Problem requirements.
Word for word, reproduce each of the entries.

Stored data entries.
****

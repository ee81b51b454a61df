// Copyright 2026 U.S. Federal Government (in countries where recognized)
// SPDX-License-Identifier: Apache-2.0

/*!
Polling NTP display clock.

Every few seconds a fixed request goes out to the configured NTP server;
every iteration the driver checks for a reply and, when one has arrived,
shows the decoded UTC time and the zone-adjusted local time on a display.

The peripherals are traits so the same [`driver::PollDriver`] runs against
a `std::net::UdpSocket` and a terminal on a host, or against an Ethernet
transceiver and a TFT panel on a board.

# Example

```rust,no_run
use clock_client::clock::SystemClock;
use clock_client::config::ClockConfig;
use clock_client::display::TerminalDisplay;
use clock_client::driver::PollDriver;
use clock_client::resolve::SystemResolver;
use clock_client::transport::UdpTransport;

fn main() -> Result<(), clock_client::error::ClockError> {
    let config = ClockConfig::default();
    let transport = UdpTransport::bind(config.local_port)?;
    let display = TerminalDisplay::new(std::io::stdout(), config.weekday_labels);
    let mut driver = PollDriver::initialize(
        config,
        &SystemResolver,
        transport,
        SystemClock::new(),
        display,
    )?;
    driver.run()
}
```
*/

#![deny(unsafe_code)]
#![warn(missing_docs)]

// Re-export the codec for convenience.
pub use clock_proto::{civil, codec, protocol, unix_time};

/// Error types for initialization and the poll loop.
pub mod error;

/// Clock configuration: server, offset, ports and intervals.
pub mod config;

/// Monotonic millisecond clock and delay.
pub mod clock;

/// Non-blocking UDP transport.
pub mod transport;

/// Host name resolution for the NTP server.
pub mod resolve;

/// Output of rendered civil time.
pub mod display;

/// The fixed-cadence send/poll/render loop.
pub mod driver;

pub use config::ClockConfig;
pub use driver::{PollDriver, TickOutcome};
pub use error::ClockError;
// Copyright 2026 U.S. Federal Government (in countries where recognized)
// SPDX-License-Identifier: Apache-2.0

//! Error types for the clock.
//!
//! [`ClockError::Resolution`] is the only fatal error: it is returned from
//! [`PollDriver::initialize`](crate::driver::PollDriver::initialize) and the
//! caller decides whether to retry or give up. Every error raised inside the
//! poll loop is logged and the loop carries on.
//!
//! `ClockError` converts into [`io::Error`]; the original can be recovered
//! with a downcast:
//!
//! ```
//! use std::io;
//! use clock_client::error::{ClockError, ConfigError};
//!
//! let err: io::Error = ClockError::Config(ConfigError::EmptyServerHost).into();
//! assert_eq!(err.kind(), io::ErrorKind::InvalidInput);
//! let inner = err.get_ref().and_then(|e| e.downcast_ref::<ClockError>());
//! assert!(matches!(inner, Some(ClockError::Config(ConfigError::EmptyServerHost))));
//! ```

pub use clock_proto::error::ParseError;

use std::fmt;
use std::io;

/// Errors that can occur while setting up or running the clock.
#[derive(Debug)]
pub enum ClockError {
    /// The NTP server host name could not be resolved.
    Resolution {
        /// The host name that failed to resolve.
        host: String,
        /// The underlying lookup failure, if the resolver reported one.
        source: Option<io::Error>,
    },
    /// Invalid configuration.
    Config(ConfigError),
    /// A reply could not be decoded.
    Parse(ParseError),
    /// Transport or display I/O failure.
    Io(io::Error),
}

/// Configuration errors.
#[derive(Clone, Debug, Eq, PartialEq)]
pub enum ConfigError {
    /// The NTP server host name is empty.
    EmptyServerHost,
    /// The UTC offset lies outside -12..=14 hours.
    UtcOffsetOutOfRange {
        /// The rejected offset.
        hours: i32,
    },
    /// An interval that must be positive is zero.
    ZeroInterval {
        /// Which interval.
        name: &'static str,
    },
    /// An environment variable holds a value that does not parse.
    InvalidValue {
        /// The variable name.
        variable: &'static str,
        /// The rejected value.
        value: String,
    },
}

impl fmt::Display for ClockError {
    fn fmt(&self, f: &mut fmt::Formatter<'_>) -> fmt::Result {
        match self {
            ClockError::Resolution { host, source } => match source {
                Some(e) => write!(f, "failed to resolve NTP server {host}: {e}"),
                None => write!(f, "NTP server {host} resolved to no usable address"),
            },
            ClockError::Config(e) => write!(f, "clock config error: {e}"),
            ClockError::Parse(e) => write!(f, "{e}"),
            ClockError::Io(e) => write!(f, "{e}"),
        }
    }
}

impl fmt::Display for ConfigError {
    fn fmt(&self, f: &mut fmt::Formatter<'_>) -> fmt::Result {
        match self {
            ConfigError::EmptyServerHost => write!(f, "NTP server host name is empty"),
            ConfigError::UtcOffsetOutOfRange { hours } => {
                write!(f, "UTC offset {hours}h is outside -12..=14")
            }
            ConfigError::ZeroInterval { name } => write!(f, "{name} must be greater than zero"),
            ConfigError::InvalidValue { variable, value } => {
                write!(f, "invalid value for {variable}: {value:?}")
            }
        }
    }
}

impl std::error::Error for ClockError {
    fn source(&self) -> Option<&(dyn std::error::Error + 'static)> {
        match self {
            ClockError::Resolution {
                source: Some(e), ..
            } => Some(e),
            ClockError::Config(e) => Some(e),
            ClockError::Parse(e) => Some(e),
            ClockError::Io(e) => Some(e),
            ClockError::Resolution { source: None, .. } => None,
        }
    }
}

impl std::error::Error for ConfigError {}

// ── From conversions ────────────────────────────────────────────────

impl From<ClockError> for io::Error {
    fn from(err: ClockError) -> io::Error {
        let kind = match &err {
            ClockError::Resolution { .. } => io::ErrorKind::NotFound,
            ClockError::Config(_) => io::ErrorKind::InvalidInput,
            ClockError::Parse(_) => io::ErrorKind::InvalidData,
            ClockError::Io(e) => e.kind(),
        };
        // Preserve the original io::Error directly for the Io variant.
        if let ClockError::Io(e) = err {
            return e;
        }
        io::Error::new(kind, err)
    }
}

impl From<io::Error> for ClockError {
    fn from(err: io::Error) -> ClockError {
        ClockError::Io(err)
    }
}

impl From<ParseError> for ClockError {
    fn from(err: ParseError) -> ClockError {
        ClockError::Parse(err)
    }
}

impl From<ConfigError> for ClockError {
    fn from(err: ConfigError) -> ClockError {
        ClockError::Config(err)
    }
}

****

Solution to this exercise.
repository ee81b51b454a61df
// Copyright 2026 U.S. Federal Government (in countries where recognized)
// SPDX-License-Identifier: Apache-2.0

/*!
Polling NTP display clock.

Every few seconds a fixed request goes out to the configured NTP server;
every iteration the driver checks for a reply and, when one has arrived,
shows the decoded UTC time and the zone-adjusted local time on a display.

The peripherals are traits so the same [`driver::PollDriver`] runs against
a `std::net::UdpSocket` and a terminal on a host, or against an Ethernet
transceiver and a TFT panel on a board.

# Example

```rust,no_run
use clock_client::clock::SystemClock;
use clock_client::config::ClockConfig;
use clock_client::display::TerminalDisplay;
use clock_client::driver::PollDriver;
use clock_client::resolve::SystemResolver;
use clock_client::transport::UdpTransport;

fn main() -> Result<(), clock_client::error::ClockError> {
    let config = ClockConfig::default();
    let transport = UdpTransport::bind(config.local_port)?;
    let display = TerminalDisplay::new(std::io::stdout(), config.weekday_labels);
    let mut driver = PollDriver::initialize(
        config,
        &SystemResolver,
        transport,
        SystemClock::new(),
        display,
    )?;
    driver.run()
}
```
*/

#![deny(unsafe_code)]
#![warn(missing_docs)]

// Re-export the codec for convenience.
pub use clock_proto::{civil, codec, protocol, unix_time};

/// Error types for initialization and the poll loop.
pub mod error;

/// Clock configuration: server, offset, ports and intervals.
pub mod config;

/// Monotonic millisecond clock and delay.
pub mod clock;

/// Non-blocking UDP transport.
pub mod transport;

/// Host name resolution for the NTP server.
pub mod resolve;

/// Output of rendered civil time.
pub mod display;

/// The fixed-cadence send/poll/render loop.
pub mod driver;

pub use config::ClockConfig;
pub use driver::{PollDriver, TickOutcome};
pub use error::ClockError;
// Copyright 2026 U.S. Federal Government (in countries where recognized)
// SPDX-License-Identifier: Apache-2.0

//! Error types for the clock.
//!
//! [`ClockError::Resolution`] is the only fatal error: it is returned from
//! [`PollDriver::initialize`](crate::driver::PollDriver::initialize) and the
//! caller decides whether to retry or give up. Every error raised inside the
//! poll loop is logged and the loop carries on.
//!
//! `ClockError` converts into [`io::Error`]; the original can be recovered
//! with a downcast:
//!
//! ```
//! use std::io;
//! use clock_client::error::{ClockError, ConfigError};
//!
//! let err: io::Error = ClockError::Config(ConfigError::EmptyServerHost).into();
//! assert_eq!(err.kind(), io::ErrorKind::InvalidInput);
//! let inner = err.get_ref().and_then(|e| e.downcast_ref::<ClockError>());
//! assert!(matches!(inner, Some(ClockError::Config(ConfigError::EmptyServerHost))));
//! ```

pub use clock_proto::error::ParseError;

use std::fmt;
use std::io;

/// Errors that can occur while setting up or running the clock.
#[derive(Debug)]
pub enum ClockError {
    /// The NTP server host name could not be resolved.
    Resolution {
        /// The host name that failed to resolve.
        host: String,
        /// The underlying lookup failure, if the resolver reported one.
        source: Option<io::Error>,
    },
    /// Invalid configuration.
    Config(ConfigError),
    /// A reply could not be decoded.
    Parse(ParseError),
    /// Transport or display I/O failure.
    Io(io::Error),
}

/// Configuration errors.
#[derive(Clone, Debug, Eq, PartialEq)]
pub enum ConfigError {
    /// The NTP server host name is empty.
    EmptyServerHost,
    /// The UTC offset lies outside -12..=14 hours.
    UtcOffsetOutOfRange {
        /// The rejected offset.
        hours: i32,
    },
    /// An interval that must be positive is zero.
    ZeroInterval {
        /// Which interval.
        name: &'static str,
    },
    /// An environment variable holds a value that does not parse.
    InvalidValue {
        /// The variable name.
        variable: &'static str,
        /// The rejected value.
        value: String,
    },
}

impl fmt::Display for ClockError {
    fn fmt(&self, f: &mut fmt::Formatter<'_>) -> fmt::Result {
        match self {
            ClockError::Resolution { host, source } => match source {
                Some(e) => write!(f, "failed to resolve NTP server {host}: {e}"),
                None => write!(f, "NTP server {host} resolved to no usable address"),
            },
            ClockError::Config(e) => write!(f, "clock config error: {e}"),
            ClockError::Parse(e) => write!(f, "{e}"),
            ClockError::Io(e) => write!(f, "{e}"),
        }
    }
}

impl fmt::Display for ConfigError {
    fn fmt(&self, f: &mut fmt::Formatter<'_>) -> fmt::Result {
        match self {
            ConfigError::EmptyServerHost => write!(f, "NTP server host name is empty"),
            ConfigError::UtcOffsetOutOfRange { hours } => {
                write!(f, "UTC offset {hours}h is outside -12..=14")
            }
            ConfigError::ZeroInterval { name } => write!(f, "{name} must be greater than zero"),
            ConfigError::InvalidValue { variable, value } => {
                write!(f, "invalid value for {variable}: {value:?}")
            }
        }
    }
}

impl std::error::Error for ClockError {
    fn source(&self) -> Option<&(dyn std::error::Error + 'static)> {
        match self {
            ClockError::Resolution {
                source: Some(e), ..
            } => Some(e),
            ClockError::Config(e) => Some(e),
            ClockError::Parse(e) => Some(e),
            ClockError::Io(e) => Some(e),
            ClockError::Resolution { source: None, .. } => None,
        }
    }
}

impl std::error::Error for ConfigError {}

// ── From conversions ────────────────────────────────────────────────

impl From<ClockError> for io::Error {
    fn from(err: ClockError) -> io::Error {
        let kind = match &err {
            ClockError::Resolution { .. } => io::ErrorKind::NotFound,
            ClockError::Config(_) => io::ErrorKind::InvalidInput,
            ClockError::Parse(_) => io::ErrorKind::InvalidData,
            ClockError::Io(e) => e.kind(),
        };
        // Preserve the original io::Error directly for the Io variant.
        if let ClockError::Io(e) = err {
            return e;
        }
        io::Error::new(kind, err)
    }
}

impl From<io::Error> for ClockError {
    fn from(err: io::Error) -> ClockError {
        ClockError::Io(err)
    }
}

impl From<ParseError> for ClockError {
    fn from(err: ParseError) -> ClockError {
        ClockError::Parse(err)
    }
}

impl From<ConfigError> for ClockError {
    fn from(err: ConfigError) -> ClockError {
        ClockError::Config(err)
    }
}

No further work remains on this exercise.